A survey of Petersburg School District students and staff show that perceptions can vary among grades and length of time workers have been at the district. The school board at their last meeting heard the results of an annual School Climate and Connectedness Survey from the Association of Alaska School Boards. KFSK’s Angela Denning reports:

The annual questionnaire asks students and staff about perceptions–how they feel about various topics like peer support, school safety, and their involvement in the school.

The survey was completed by 50 staff members and 278 students in the district.

The results were presented by AASB’s School Climate Coordinator, Jenni Lefing.

“It’s all those things that we know are important but don’t always get measured but directly impact how students do in school academically,” Lefing said.

Lefing told the school board that the more positive students and staff feel about school climate, the more likely students are to graduate.

In the survey, students choose to either agree or disagree with a question or be somewhere in between. The scores represent the percentage of students who responded favorably to a question. For example, 49 percent of middle and high school students agreed that there was a respectful climate in the school.

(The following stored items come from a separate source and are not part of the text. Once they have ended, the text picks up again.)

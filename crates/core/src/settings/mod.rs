//! Application settings loaded from TOML.
//!
//! Every field has a default, so a partial (or missing) file is valid:
//!
//! ```toml
//! [logging]
//! enabled = true
//! level = "info"
//! max-files = 3
//! directory = "logs"
//!
//! [navigator]
//! show-navigation-bar = true
//! animated = true
//!
//! [tabs]
//! position = "bottom"
//! ```

use anyhow::{Context, Error};
use serde::{Deserialize, Serialize};
use std::fs;
use std::path::{Path, PathBuf};

pub const DEFAULT_LOG_LEVEL: &str = "info";
pub const DEFAULT_LOG_DIRECTORY: &str = "logs";
pub const DEFAULT_MAX_LOG_FILES: usize = 3;

#[derive(Debug, Clone, Default, PartialEq, Serialize, Deserialize)]
#[serde(default, rename_all = "kebab-case")]
pub struct Settings {
    pub logging: LoggingSettings,
    pub navigator: NavigatorSettings,
    pub tabs: TabsSettings,
}

/// Configuration for structured log output.
#[derive(Debug, Clone, PartialEq, Serialize, Deserialize)]
#[serde(default, rename_all = "kebab-case")]
pub struct LoggingSettings {
    /// Whether log files are written at all.
    pub enabled: bool,
    /// Default filter directive, overridden by `RUST_LOG`.
    pub level: String,
    /// Number of run logs to keep (0 keeps everything).
    pub max_files: usize,
    /// Log directory, relative to the working directory.
    pub directory: PathBuf,
}

impl Default for LoggingSettings {
    fn default() -> Self {
        LoggingSettings {
            enabled: true,
            level: DEFAULT_LOG_LEVEL.to_string(),
            max_files: DEFAULT_MAX_LOG_FILES,
            directory: PathBuf::from(DEFAULT_LOG_DIRECTORY),
        }
    }
}

/// Behaviour of the stack navigator shell.
#[derive(Debug, Clone, PartialEq, Serialize, Deserialize)]
#[serde(default, rename_all = "kebab-case")]
pub struct NavigatorSettings {
    /// Render navigation bar chrome above the stack.
    pub show_navigation_bar: bool,
    /// Default for the `animated` flag of push and pop requests.
    pub animated: bool,
}

impl Default for NavigatorSettings {
    fn default() -> Self {
        NavigatorSettings {
            show_navigation_bar: true,
            animated: true,
        }
    }
}

#[derive(Debug, Clone, Default, PartialEq, Serialize, Deserialize)]
#[serde(default, rename_all = "kebab-case")]
pub struct TabsSettings {
    pub position: TabPosition,
}

/// Edge of the tab selector where the tab bar is placed.
#[derive(Debug, Clone, Copy, Default, PartialEq, Eq, Serialize, Deserialize)]
#[serde(rename_all = "kebab-case")]
pub enum TabPosition {
    Top,
    #[default]
    Bottom,
}

impl Settings {
    /// Reads settings from a TOML file.
    ///
    /// # Errors
    ///
    /// Returns an error if the file can't be read or isn't valid settings TOML.
    pub fn load<P: AsRef<Path>>(path: P) -> Result<Settings, Error> {
        load_toml(path.as_ref())
    }

    /// Reads settings from `path`, falling back to defaults when the file
    /// is missing or invalid.
    ///
    /// Logging is usually configured from the returned value, so failures are
    /// reported on stderr rather than through `tracing`.
    pub fn load_or_default<P: AsRef<Path>>(path: P) -> Settings {
        let path = path.as_ref();
        if !path.exists() {
            return Settings::default();
        }

        match Settings::load(path) {
            Ok(settings) => settings,
            Err(e) => {
                eprintln!("{:#}; using default settings", e);
                Settings::default()
            }
        }
    }
}

fn load_toml<T: for<'de> Deserialize<'de>>(path: &Path) -> Result<T, Error> {
    let content = fs::read_to_string(path)
        .with_context(|| format!("can't read settings file {}", path.display()))?;
    toml::from_str(&content)
        .with_context(|| format!("can't parse settings file {}", path.display()))
}
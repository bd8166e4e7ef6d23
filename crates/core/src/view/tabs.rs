//! Tab selection.
//!
//! A [`TabSelector`] owns a fixed list of view controllers and shows exactly
//! one of them. Switching tabs is always instant; each tab keeps its own
//! saved state and scroll handle across switches.

use super::view_controller::{
    prepare_view_controller, ViewControllerId, ViewControllerRecord, ViewControllerSpec,
    ViewControllers,
};
use super::view_manager::{TransitionRequest, ViewManager};
use super::{Action, Capability, Event, Hub, Id, SavedState, Screen, Transition, ID_FEEDER};
use crate::context::Context;
use crate::error::NavigationError;
use crate::scheduler::Scheduler;
use crate::settings::TabPosition;
use std::cell::RefCell;
use std::fmt;
use std::rc::{Rc, Weak};

struct TabState {
    view_controllers: ViewControllers,
    selected_index: usize,
}

pub(crate) struct TabShared {
    id: Id,
    name: String,
    position: TabPosition,
    state: RefCell<TabState>,
    host: RefCell<ViewManager>,
    hub: Hub,
    scheduler: Scheduler,
}

/// One entry of the tab bar.
#[derive(Clone)]
pub struct TabItem {
    pub label: String,
    pub selected: bool,
    pub on_select: Action,
}

impl fmt::Debug for TabItem {
    fn fmt(&self, f: &mut fmt::Formatter<'_>) -> fmt::Result {
        f.debug_struct("TabItem")
            .field("label", &self.label)
            .field("selected", &self.selected)
            .finish()
    }
}

/// Shows one view controller out of a fixed set.
///
/// Cloning yields another handle to the same selector.
#[derive(Clone)]
pub struct TabSelector {
    shared: Rc<TabShared>,
}

impl TabSelector {
    /// Creates a selector showing the first tab.
    pub fn new(
        name: &str,
        tabs: Vec<ViewControllerSpec>,
        context: &Context,
    ) -> Result<TabSelector, NavigationError> {
        TabSelector::with_initial_index(name, tabs, 0, context)
    }

    pub fn with_initial_index(
        name: &str,
        tabs: Vec<ViewControllerSpec>,
        selected_index: usize,
        context: &Context,
    ) -> Result<TabSelector, NavigationError> {
        if tabs.is_empty() {
            tracing::error!(tabs = %name, "tab selector needs at least one tab");
            return Err(NavigationError::NoTabs);
        }

        let len = tabs.len();
        if selected_index >= len {
            tracing::error!(tabs = %name, index = selected_index, len, "initial tab index out of range");
            return Err(NavigationError::IndexOutOfRange {
                index: selected_index,
                len,
            });
        }

        let mut view_controllers = ViewControllers::new();
        for spec in tabs {
            view_controllers.push(prepare_view_controller(spec, &context.scrollable_factory));
        }

        let selector = TabSelector {
            shared: Rc::new(TabShared {
                id: ID_FEEDER.next(),
                name: name.to_string(),
                position: context.settings.tabs.position,
                state: RefCell::new(TabState {
                    view_controllers,
                    selected_index,
                }),
                host: RefCell::new(ViewManager::new(name)),
                hub: context.hub.clone(),
                scheduler: context.scheduler.clone(),
            }),
        };

        tracing::debug!(tabs = %name, id = selector.shared.id, len, selected_index, "tab selector created");

        let view = selector.show(selected_index)?;
        selector.notify(Event::ViewChanged {
            owner: selector.id(),
            view,
            transition: None,
        });

        Ok(selector)
    }

    pub fn id(&self) -> Id {
        self.shared.id
    }

    pub fn name(&self) -> &str {
        &self.shared.name
    }

    /// Where the tab bar is laid out relative to the content.
    pub fn position(&self) -> TabPosition {
        self.shared.position
    }

    pub fn selected_index(&self) -> usize {
        self.shared.state.borrow().selected_index
    }

    pub fn tab_count(&self) -> usize {
        self.shared.state.borrow().view_controllers.len()
    }

    pub fn view_controllers(&self) -> Vec<ViewControllerId> {
        self.shared.state.borrow().view_controllers.ids()
    }

    pub fn selected_view(&self) -> Option<ViewControllerId> {
        let state = self.shared.state.borrow();
        state
            .view_controllers
            .get_index(state.selected_index)
            .map(|record| record.id)
    }

    pub fn get_view_controller(&self, id: &ViewControllerId) -> Option<ViewControllerRecord> {
        self.shared.state.borrow().view_controllers.get(id).cloned()
    }

    /// Shows the tab at `index` with an instant transition.
    ///
    /// An out-of-range index is reported and leaves the selection untouched.
    pub fn set_selected_index(&self, index: usize) -> Result<(), NavigationError> {
        let view = self.show(index)?;
        self.shared.state.borrow_mut().selected_index = index;

        tracing::debug!(tabs = %self.shared.name, index, view = %view, "tab selected");
        self.notify(Event::ViewChanged {
            owner: self.id(),
            view,
            transition: Some(Transition::Instant),
        });

        Ok(())
    }

    /// The tab bar entries, in order.
    pub fn tabs(&self) -> Vec<TabItem> {
        let state = self.shared.state.borrow();
        state
            .view_controllers
            .iter()
            .enumerate()
            .map(|(index, record)| {
                let selector = Rc::downgrade(&self.shared);
                let on_select: Action = Rc::new(move || {
                    let Some(shared) = selector.upgrade() else {
                        return;
                    };
                    if let Err(e) = (TabSelector { shared }).set_selected_index(index) {
                        tracing::error!(error = %e, "tab selection failed");
                    }
                });

                TabItem {
                    label: record
                        .tab
                        .clone()
                        .unwrap_or_else(|| record.component.name().to_string()),
                    selected: index == state.selected_index,
                    on_select,
                }
            })
            .collect()
    }

    /// The capability object bound to `view`.
    pub fn tabinator(&self, view: ViewControllerId) -> Tabinator {
        Tabinator {
            tabs: Rc::downgrade(&self.shared),
            view,
        }
    }

    pub fn save_state(&self, id: &ViewControllerId, state: &SavedState) -> bool {
        let saved = self
            .shared
            .state
            .borrow_mut()
            .view_controllers
            .save_state(id, state);
        tracing::trace!(tabs = %self.shared.name, view = %id, saved, "save state");
        saved
    }

    pub fn with_active_screen<R>(
        &self,
        f: impl FnOnce(&(dyn Screen + 'static)) -> R,
    ) -> Option<R> {
        let host = self.shared.host.try_borrow().ok()?;
        host.active_screen().map(f)
    }

    pub fn with_active_screen_mut<R>(
        &self,
        f: impl FnOnce(&mut (dyn Screen + 'static)) -> R,
    ) -> Option<R> {
        let mut host = self.shared.host.try_borrow_mut().ok()?;
        host.active_screen_mut().map(f)
    }

    pub fn mounted_view(&self) -> Option<ViewControllerId> {
        self.shared.host.try_borrow().ok()?.current_view()
    }

    fn show(&self, index: usize) -> Result<ViewControllerId, NavigationError> {
        let request = {
            let state = self.shared.state.borrow();
            let len = state.view_controllers.len();
            let Some(record) = state.view_controllers.get_index(index) else {
                tracing::error!(tabs = %self.shared.name, index, len, "tab index out of range");
                return Err(NavigationError::IndexOutOfRange { index, len });
            };

            TransitionRequest::for_record(
                record,
                Transition::Instant,
                Capability::Tabinator(self.tabinator(record.id)),
            )
        };

        let view = request.view;
        self.request_transition(request);
        Ok(view)
    }

    fn request_transition(&self, request: TransitionRequest) {
        let Ok(mut host) = self.shared.host.try_borrow_mut() else {
            tracing::warn!(tabs = %self.shared.name, view = %request.view, "view manager busy, deferring transition");
            let tabs = Rc::downgrade(&self.shared);
            self.shared.scheduler.defer(move || {
                if let Some(shared) = tabs.upgrade() {
                    TabSelector { shared }.request_transition(request);
                }
            });
            return;
        };

        host.transition_to(request);
    }

    fn notify(&self, event: Event) {
        self.shared.hub.send(event).ok();
    }
}

impl fmt::Debug for TabSelector {
    fn fmt(&self, f: &mut fmt::Formatter<'_>) -> fmt::Result {
        f.debug_struct("TabSelector")
            .field("id", &self.shared.id)
            .field("name", &self.shared.name)
            .field("selected_index", &self.selected_index())
            .finish()
    }
}

/// Capability handed to tab screens: lets them save state without knowing
/// about the selector.
#[derive(Debug, Clone)]
pub struct Tabinator {
    tabs: Weak<TabShared>,
    view: ViewControllerId,
}

impl Tabinator {
    pub fn view_id(&self) -> ViewControllerId {
        self.view
    }

    pub fn save_state(&self, state: &SavedState) {
        match self.tabs.upgrade() {
            Some(shared) => {
                TabSelector { shared }.save_state(&self.view, state);
            }
            None => tracing::trace!(view = %self.view, "tab selector is gone"),
        }
    }
}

The lowest scores for the middle and high school group were for student interactions, student involvement and cultural connectedness. The most favorable responses were for dealing with delinquent behaviors and drug and alcohol use.

29 percent of middle and high school students said they thought that students were respectful and helpful to one another. That’s below the statewide average of 33 percent. The category posed questions such as, “Do students in the school treat each other with respect?”

35 percent of middle and high school students agreed that they are involved in the decision making at the school. The statewide average was 47 percent. For staff, though, there were more favorable responses with the adults scoring 63 percent.

“Student perceptions is lower than staff perceptions, we often see that, especially in this students involvements scale,” Lefing said.

Lefing says there can be differences in how students and staff define categories like student involvement. And perceptions can also vary by grade.

By looking at the responses, Lefing told the school board that they can compare those different perceptions. While 29 percent of middle and high school students thought that students treated each other well, 78 percent of staff thought so.

“You can see for every specific question how it compared to statewide, break down by gender. You can go in depth with each of your schools,” Lefing said. “It’s exciting because there’s just a lot of different layers of data to look at.”

It was the first year that Petersburg students in grades three through five were surveyed.

It was also the first year that students and staff were asked questions about cultural connectedness. Lefing said the AASB worked with stakeholders like the First Alaskans Institute to come up with those questions.

Lefing noted that more favorable responses came from new staff and veteran staff that had been at the schools for over 15 years.

“It’s awesome to see that you have quite a few staff that have been in your district for a long time, which really, it has such a positive impact on your students success,” Lefing said.

She didn’t say whether Petersburg’s scores were good or bad. She says it’s important to keep in mind that it’s just one form of data for the district to consider.

“I think what’s most important about this school climate data is that it’s a conversation starter,” Lefing said. “It’s a way to get a glimpse into what your students and staff are feeling, saying. I would definitely encourage the district because you have this data, to look at your school climate data along with everything else when you’re making decisions around your strategic planning this fall.”

Statewide, over 35,000 students in 27 school districts took the survey. Over 5,000 staff members took the survey as well.